### [TASK BRIEF]
Your answer should be the exact lines of the data below from the one containing "if points.len() < 2" through the one containing "let rim = ellipse_points(center, size"; please include nothing else.
---------- DATA PROVIDED
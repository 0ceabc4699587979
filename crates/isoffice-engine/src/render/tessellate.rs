//! CPU tessellation of draw commands into a single indexed triangle mesh.
//!
//! Kept free of wgpu so it can be tested without a device.

use bytemuck::{Pod, Zeroable};

use crate::coords::Vec2;
use crate::paint::Color;
use crate::scene::shapes::{EllipseCmd, LineCmd, PolygonCmd};
use crate::scene::{DrawCmd, DrawList};

/// Segment count bounds for ellipse approximation.
const ELLIPSE_MIN_SEGMENTS: usize = 12;
const ELLIPSE_MAX_SEGMENTS: usize = 64;

#[repr(C)]
#[derive(Debug, Copy, Clone, PartialEq, Pod, Zeroable)]
pub struct MeshVertex {
    pub pos: [f32; 2],   // world px
    pub color: [f32; 4], // linear premultiplied
}

impl MeshVertex {
    const ATTRS: [wgpu::VertexAttribute; 2] = wgpu::vertex_attr_array![
        0 => Float32x2, // pos
        1 => Float32x4  // color
    ];

    pub(super) fn layout() -> wgpu::VertexBufferLayout<'static> {
        wgpu::VertexBufferLayout {
            array_stride: std::mem::size_of::<MeshVertex>() as u64,
            step_mode: wgpu::VertexStepMode::Vertex,
            attributes: &Self::ATTRS,
        }
    }
}

/// Triangle list in paint order. Buffers are reused across frames.
#[derive(Debug, Default)]
pub struct Mesh {
    pub vertices: Vec<MeshVertex>,
    pub indices: Vec<u32>,
}

impl Mesh {
    pub fn new() -> Self {
        Self::default()
    }

    #[inline]
    pub fn clear(&mut self) {
        self.vertices.clear();
        self.indices.clear();
    }

    #[inline]
    pub fn is_empty(&self) -> bool {
        self.indices.is_empty()
    }

    #[inline]
    pub fn triangle_count(&self) -> usize {
        self.indices.len() / 3
    }

    fn vertex(&mut self, p: Vec2, color: [f32; 4]) -> u32 {
        let i = self.vertices.len() as u32;
        self.vertices.push(MeshVertex { pos: [p.x, p.y], color });
        i
    }

    /// Fan-triangulates a convex polygon from its first point.
    pub fn fill_convex(&mut self, points: &[Vec2], color: Color) {
        if points.len() < 3 || !visible(color) {
            return;
        }
        let c = color.to_array();
        let base = self.vertices.len() as u32;
        for &p in points {
            self.vertex(p, c);
        }
        for i in 1..(points.len() as u32 - 1) {
            self.indices.extend_from_slice(&[base, base + i, base + i + 1]);
        }
    }

    /// Emits a quad of `width` centred on the segment. Zero-length segments are skipped.
    pub fn line(&mut self, from: Vec2, to: Vec2, width: f32, color: Color) {
        if width <= 0.0 || !visible(color) {
            return;
        }
        let d = to - from;
        let len = d.length();
        if len <= f32::EPSILON {
            return;
        }
        let n = Vec2::new(-d.y / len, d.x / len) * (width * 0.5);
        self.fill_convex(&[from + n, to + n, to - n, from - n], color);
    }

    /// Outlines a closed polygon with one quad per edge.
    pub fn outline(&mut self, points: &[Vec2], width: f32, color: Color) {
        if points.len() < 2 {
            return;
        }
        for (i, &a) in points.iter().enumerate() {
            let b = points[(i + 1) % points.len()];
            self.line(a, b, width, color);
        }
    }

    pub fn fill_ellipse(&mut self, center: Vec2, size: Vec2, color: Color) {
        let rim = ellipse_points(center, size * 0.5);
        self.fill_convex(&rim, color);
    }

    /// Ring between the inner and outer edge of a stroke centred on the ellipse.
    pub fn stroke_ellipse(&mut self, center: Vec2, size: Vec2, width: f32, color: Color) {
        if width <= 0.0 || !visible(color) {
            return;
        }
        let half = width * 0.5;
        let radii = size * 0.5;
        let outer = ellipse_points(center, Vec2::new(radii.x + half, radii.y + half));
        let inner = ellipse_points(
            center,
            Vec2::new((radii.x - half).max(0.0), (radii.y - half).max(0.0)),
        );
        if outer.is_empty() {
            return;
        }

        let c = color.to_array();
        let base = self.vertices.len() as u32;
        for (&o, &i) in outer.iter().zip(inner.iter()) {
            self.vertex(o, c);
            self.vertex(i, c);
        }
        let n = outer.len().min(inner.len()) as u32;
        for k in 0..n {
            let o0 = base + 2 * k;
            let i0 = o0 + 1;
            let o1 = base + 2 * ((k + 1) % n);
            let i1 = o1 + 1;
            self.indices.extend_from_slice(&[o0, o1, i0, i0, o1, i1]);
        }
    }

    fn polygon(&mut self, cmd: &PolygonCmd) {
        if let Some(fill) = cmd.fill {
            self.fill_convex(&cmd.points, fill);
        }
        if let Some(stroke) = &cmd.stroke {
            self.outline(&cmd.points, stroke.width, stroke.color);
        }
    }

    fn ellipse(&mut self, cmd: &EllipseCmd) {
        if let Some(fill) = cmd.fill {
            self.fill_ellipse(cmd.center, cmd.size, fill);
        }
        if let Some(stroke) = &cmd.stroke {
            self.stroke_ellipse(cmd.center, cmd.size, stroke.width, stroke.color);
        }
    }

    fn segment(&mut self, cmd: &LineCmd) {
        self.line(cmd.from, cmd.to, cmd.width, cmd.color);
    }
}

/// Rebuilds `mesh` from `draw_list` in paint order.
///
/// Later commands land later in the index buffer, so a single draw call with
/// standard alpha blending reproduces the painter's algorithm.
pub fn tessellate(draw_list: &mut DrawList, mesh: &mut Mesh) {
    mesh.clear();
    for item in draw_list.iter_in_paint_order() {
        match &item.cmd {
            DrawCmd::Polygon(cmd) => mesh.polygon(cmd),
            DrawCmd::Ellipse(cmd) => mesh.ellipse(cmd),
            DrawCmd::Line(cmd) => mesh.segment(cmd),
        }
    }
}

#[inline]
fn visible(color: Color) -> bool {
    color.a > 0.0 && color.is_finite()
}

fn ellipse_segments(radii: Vec2) -> usize {
    let r = radii.x.max(radii.y);
    ((r * 1.5).ceil() as usize).clamp(ELLIPSE_MIN_SEGMENTS, ELLIPSE_MAX_SEGMENTS)
}

fn ellipse_points(center: Vec2, radii: Vec2) -> Vec<Vec2> {
    if !(radii.x >= 0.0 && radii.y >= 0.0) || (radii.x == 0.0 && radii.y == 0.0) {
        return Vec::new();
    }
    let n = ellipse_segments(radii);
    (0..n)
        .map(|k| {
            let t = k as f32 / n as f32 * std::f32::consts::TAU;
            Vec2::new(center.x + radii.x * t.cos(), center.y + radii.y * t.sin())
        })
        .collect()
}

#[cfg(test)]
mod tests {
    use super::*;
    use crate::scene::{Stroke, ZIndex};

    fn red() -> Color {
        Color::from_premul(1.0, 0.0, 0.0, 1.0)
    }

    fn square() -> Vec<Vec2> {
        vec![
            Vec2::new(0.0, 0.0),
            Vec2::new(10.0, 0.0),
            Vec2::new(10.0, 10.0),
            Vec2::new(0.0, 10.0),
        ]
    }

    // ── polygons ──────────────────────────────────────────────────────────

    #[test]
    fn quad_fans_into_two_triangles() {
        let mut mesh = Mesh::new();
        mesh.fill_convex(&square(), red());
        assert_eq!(mesh.vertices.len(), 4);
        assert_eq!(mesh.indices, vec![0, 1, 2, 0, 2, 3]);
    }

    #[test]
    fn degenerate_polygon_emits_nothing() {
        let mut mesh = Mesh::new();
        mesh.fill_convex(&square()[..2], red());
        assert!(mesh.is_empty());
    }

    #[test]
    fn transparent_fill_is_skipped() {
        let mut mesh = Mesh::new();
        mesh.fill_convex(&square(), Color::transparent());
        assert!(mesh.is_empty());
    }

    #[test]
    fn outline_emits_a_quad_per_edge() {
        let mut mesh = Mesh::new();
        mesh.outline(&square(), 2.0, red());
        assert_eq!(mesh.triangle_count(), 8);
    }

    // ── lines ─────────────────────────────────────────────────────────────

    #[test]
    fn horizontal_line_is_offset_by_half_width() {
        let mut mesh = Mesh::new();
        mesh.line(Vec2::new(0.0, 5.0), Vec2::new(10.0, 5.0), 2.0, red());
        let ys: Vec<f32> = mesh.vertices.iter().map(|v| v.pos[1]).collect();
        assert_eq!(ys, vec![6.0, 6.0, 4.0, 4.0]);
    }

    #[test]
    fn zero_length_line_is_skipped() {
        let mut mesh = Mesh::new();
        mesh.line(Vec2::new(1.0, 1.0), Vec2::new(1.0, 1.0), 2.0, red());
        assert!(mesh.is_empty());
    }

    // ── ellipses ──────────────────────────────────────────────────────────

    #[test]
    fn ellipse_rim_stays_on_the_ellipse() {
        let mut mesh = Mesh::new();
        let c = Vec2::new(50.0, 20.0);
        mesh.fill_ellipse(c, Vec2::new(20.0, 8.0), red());
        assert!(mesh.triangle_count() >= ELLIPSE_MIN_SEGMENTS - 2);
        for v in &mesh.vertices {
            let dx = (v.pos[0] - c.x) / 10.0;
            let dy = (v.pos[1] - c.y) / 4.0;
            assert!((dx * dx + dy * dy - 1.0).abs() < 1e-4);
        }
    }

    #[test]
    fn ellipse_stroke_is_a_closed_ring() {
        let mut mesh = Mesh::new();
        mesh.stroke_ellipse(Vec2::zero(), Vec2::new(20.0, 10.0), 1.0, red());
        let n = mesh.vertices.len() / 2;
        assert_eq!(mesh.triangle_count(), 2 * n);
        assert!(mesh.indices.iter().all(|&i| (i as usize) < mesh.vertices.len()));
    }

    #[test]
    fn empty_ellipse_emits_nothing() {
        let mut mesh = Mesh::new();
        mesh.fill_ellipse(Vec2::zero(), Vec2::zero(), red());
        assert!(mesh.is_empty());
    }

    // ── draw list ─────────────────────────────────────────────────────────

    #[test]
    fn tessellation_follows_paint_order() {
        let mut list = DrawList::new();
        let front = Color::from_premul(0.0, 1.0, 0.0, 1.0);
        list.push_solid_polygon(ZIndex::new(0, 2.0), square(), front);
        list.push_solid_polygon(ZIndex::new(0, 1.0), square(), red());

        let mut mesh = Mesh::new();
        tessellate(&mut list, &mut mesh);

        assert_eq!(mesh.vertices[0].color, red().to_array());
        assert_eq!(mesh.vertices[4].color, front.to_array());
    }

    #[test]
    fn tessellate_reuses_and_resets_the_mesh() {
        let mut list = DrawList::new();
        list.push_polygon(
            ZIndex::layer(0),
            square(),
            Some(red()),
            Some(Stroke::new(1.0, red())),
        );

        let mut mesh = Mesh::new();
        tessellate(&mut list, &mut mesh);
        let first = mesh.indices.len();
        tessellate(&mut list, &mut mesh);
        assert_eq!(mesh.indices.len(), first);
    }
}
//! Coordinate types shared by the scene, the camera and the renderer.
//!
//! Canonical CPU space:
//! - Logical pixels (DPI-aware)
//! - Origin top-left of the window for screen space; world space is the
//!   projected isometric plane before the camera transform
//! - +X right, +Y down
//!
//! The renderer converts to NDC in the vertex shader using a view uniform.

mod vec2;
mod viewport;

pub use vec2::Vec2;
pub use viewport::Viewport;
//! isoffice engine crate.
//!
//! Owns the platform + GPU runtime used by the office scene: window loop,
//! input translation, frame timing, the renderer-agnostic draw list and the
//! mesh renderer that paints it.

pub mod device;
pub mod window;
pub mod input;
pub mod time;
pub mod core;

pub mod logging;
pub mod coords;
pub mod render;
pub mod paint;
pub mod scene;
//! Pure surveillance and separation logic for the ATC kernel.
//!
//! This crate contains the domain models, geometry, separation math,
//! and ingest parsing, with no runtime or networking dependencies.

pub mod error;
pub mod geometry;
pub mod ingest;
pub mod models;
pub mod resolution;
pub mod rules;
pub mod separation;
pub mod track;

pub use error::AtcError;
pub use geometry::{Airspace, Position, Velocity};
pub use models::{AircraftState, AircraftStatus};
pub use resolution::{ResolutionAction, ResolutionKind};
pub use rules::SeparationRules;
pub use separation::{ViolationInfo, ViolationPrediction};
pub use track::RadarTrack;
--------------------
### [YOUR RESPONSE]
        if points.len() < 2 {
            return;
        }
        for (i, &a) in points.iter().enumerate() {
            let b = points[(i + 1) % points.len()];
            self.line(a, b, width, color);
        }
    }

    pub fn fill_ellipse(&mut self, center: Vec2, size: Vec2, color: Color) {
        let rim = ellipse_points(center, size * 0.5);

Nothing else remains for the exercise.